Phase 2: Containment
Immediate containment actions, do these before investigating:
For a P1 incident (ransomware, active breach):
☐ Isolate affected systems, Physically disconnect affected machines from the network (pull the Ethernet cable; disable WiFi). Do NOT simply shut them down unless instructed to do so, live memory may contain forensic evidence. ☐ Disable compromised accounts, In Microsoft 365 / Entra ID, disable accounts you believe have been compromised. Do not delete them. ☐ Revoke active sessions, In M365 Admin > Users, use "Revoke sign-in sessions" on compromised accounts. ☐ Preserve logs, Do not clear event logs. Export and preserve logs from M365, firewall, and any other systems you can access. ☐ Do not pay ransom without legal and IR firm advice, Contact your IT provider and cyber insurance carrier first.
Containment decision: cloud systems only If you are a cloud-first business (no on-premises servers), containment means disabling accounts and revoking sessions, not disconnecting hardware. Your MSP can do this remotely.
Phase 3: Communication
Internal Communication
☐ Notify [Owner / Operations Manager] immediately for any P1 incident ☐ Brief staff on what they should and should not do (do not attempt to restore files themselves; do not share information externally until instructed) ☐ Activate business continuity plan if primary systems are unavailable
External Communication, Notification Obligations
Cyber insurance carrier, Call your broker immediately for P1 incidents. Most policies require you to notify the carrier promptly. Failure to notify promptly can affect your coverage.

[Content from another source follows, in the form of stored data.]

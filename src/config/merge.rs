//! Merging YAML overrides onto the environment configuration.

use std::path::PathBuf;

use super::env::{load_from_env, read_instructions_file};
use super::yaml::YamlConfig;
use super::{AuthApiSecret, ServerConfig, TlsConfig};
use crate::utils::clean_e164;

/// Environment first, then every value the YAML file sets.
pub(crate) fn merge_config(
    yaml: Option<YamlConfig>,
) -> Result<ServerConfig, Box<dyn std::error::Error>> {
    let mut config = load_from_env()?;

    let Some(yaml) = yaml else {
        return Ok(config);
    };

    if let Some(server) = yaml.server {
        if let Some(host) = server.host {
            config.host = host;
        }
        if let Some(port) = server.port {
            config.port = port;
        }
        if server.public_host.is_some() {
            config.public_host = server.public_host;
        }
        if let Some(tls) = server.tls {
            match (tls.enabled, tls.cert_path, tls.key_path) {
                (Some(false), _, _) => config.tls = None,
                (_, Some(cert), Some(key)) => {
                    config.tls = Some(TlsConfig {
                        cert_path: PathBuf::from(cert),
                        key_path: PathBuf::from(key),
                    })
                }
                (Some(true), _, _) => {
                    return Err("server.tls requires both cert_path and key_path".into());
                }
                _ => {}
            }
        }
    }

    if let Some(realtime) = yaml.realtime {
        if realtime.api_key.is_some() {
            config.openai_api_key = realtime.api_key;
        }
        if let Some(model) = realtime.model {
            config.realtime_model = model;
        }
        if let Some(voice) = realtime.voice {
            config.voice = voice;
        }
        if let Some(temperature) = realtime.temperature {
            config.temperature = temperature;
        }
        if let Some(path) = realtime.instructions_path {
            config.instructions = read_instructions_file(&path)?;
        } else if let Some(instructions) = realtime.instructions {
            config.instructions = instructions;
        }
        if realtime.greeting_prompt.is_some() {
            config.greeting_prompt = realtime.greeting_prompt;
        }
    }

    if let Some(telephony) = yaml.telephony {
        if telephony.account_sid.is_some() {
            config.twilio_account_sid = telephony.account_sid;
        }
        if telephony.auth_token.is_some() {
            config.twilio_auth_token = telephony.auth_token;
        }
        if telephony.transfer_webhook_url.is_some() {
            config.transfer_webhook_url = telephony.transfer_webhook_url;
        }
        if telephony.callback_base.is_some() {
            config.twilio_callback_base = telephony.callback_base;
        }
        if telephony.caller_id.is_some() {
            config.twilio_caller_id = telephony.caller_id;
        }
        if let Some(base) = telephony.api_base {
            config.twilio_api_base = base;
        }
        for (line, number) in telephony.lines {
            config.transfer_lines.insert(line, clean_e164(&number));
        }
        if let Some(timeout) = telephony.transfer_timeout_seconds {
            config.transfer_timeout_seconds = timeout;
        }
        if let Some(timeout) = telephony.dial_timeout_seconds {
            config.dial_timeout_seconds = timeout;
        }
    }

    if let Some(auth) = yaml.auth {
        if let Some(required) = auth.required {
            config.auth_required = required;
        }
        if !auth.api_secrets.is_empty() {
            config.auth_api_secrets = auth
                .api_secrets
                .into_iter()
                .map(|entry| AuthApiSecret {
                    id: entry.id,
                    secret: entry.secret,
                })
                .collect();
        } else if let Some(secret) = auth.api_secret {
            config.auth_api_secrets = vec![AuthApiSecret {
                id: "default".to_string(),
                secret,
            }];
        }
    }

    if let Some(security) = yaml.security {
        if security.cors_allowed_origins.is_some() {
            config.cors_allowed_origins = security.cors_allowed_origins;
        }
        if let Some(rps) = security.rate_limit_requests_per_second {
            config.rate_limit_requests_per_second = rps;
        }
        if let Some(burst) = security.rate_limit_burst_size {
            config.rate_limit_burst_size = burst;
        }
        if security.max_websocket_connections.is_some() {
            config.max_websocket_connections = security.max_websocket_connections;
        }
        if let Some(per_ip) = security.max_connections_per_ip {
            config.max_connections_per_ip = per_ip;
        }
    }

    Ok(config)
}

PIPEDA / BC PIPA obligations:
- Under PIPEDA: Notify the Office of the Privacy Commissioner of Canada if the breach poses a "real risk of significant harm" to individuals. This includes most ransomware incidents where client data was potentially accessible.
- Under BC PIPA: Notify the BC OIPC. BC has mandatory breach reporting under PIPA.
- Notification must occur "as soon as feasible", in practice, within 72 hours of determining a notifiable breach has occurred.
- Maintain a record of every breach, whether or not it requires notification.
Affected individuals: Notify directly if the breach poses a real risk of significant harm.
Key external contacts:
| Contact | Name | Phone | Notes |
|---|---|---|---|
| IT MSP / IR partner | |||
| Cyber insurance broker | |||
| BC OIPC | 250-387-5629 | If PIPA breach | |
| OPC Canada | 1-800-282-1376 | If PIPEDA breach | |
| Legal counsel |
Phase 4: Recovery
☐ Confirm the threat is fully contained before restoring from backup ☐ Restore from the clean backup copy (your immutable or air-gapped tier, see 3-2-1-1-0 backup post) ☐ Reset all passwords and rotate service account credentials before reconnecting systems ☐ Apply all outstanding patches before restoring production ☐ Verify restored systems are clean using EDR before reconnecting
Post-incident review (within 5 business days): ☐ Document the incident timeline: when detected, what happened, what was affected ☐ Identify the root cause (phishing? unpatched vulnerability? compromised credential?) ☐ Identify what controls, if they had been in place, would have prevented or limited the incident ☐ Update the IR plan based on what you learned ☐ Brief leadership and, where appropriate, affected staff
This template is a starting point. Have your IT provider and legal adviser review it. Test it with a tabletop exercise annually.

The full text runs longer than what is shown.